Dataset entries
· · · · · · ·
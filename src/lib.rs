//! # Platform Engine Controller
//!
//! A Kubernetes operator that installs a catalog of platform components from
//! packaged manifests and reports their combined health on a single
//! `PlatformEngine` resource.
//!
//! ## Overview
//!
//! Each reconcile pass:
//!
//! 1. **Defaults the spec** - fills availability, target namespace and the component list
//! 2. **Toggles components** - applies enabled components and removes disabled ones
//! 3. **Prunes leftovers** - deletes resources shipped by older releases
//! 4. **Aggregates status** - asks every tracked reporter for a condition and derives the phase
//!
//! Deleting the `PlatformEngine` runs an ordered teardown of everything it
//! installed before the finalizer is removed. In hosted mode components live
//! on a remote cluster reached through a kubeconfig secret.

pub mod client;
pub mod config;
pub mod constants;
pub mod controller;
pub mod crd;
pub mod images;
pub mod observability;
pub mod render;
pub mod runtime;

pub use crd::*;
· · · · · · ·
In the records above, some lines hold the word "components". Say how many, and nothing more.

* [FINISHED TASK]:
3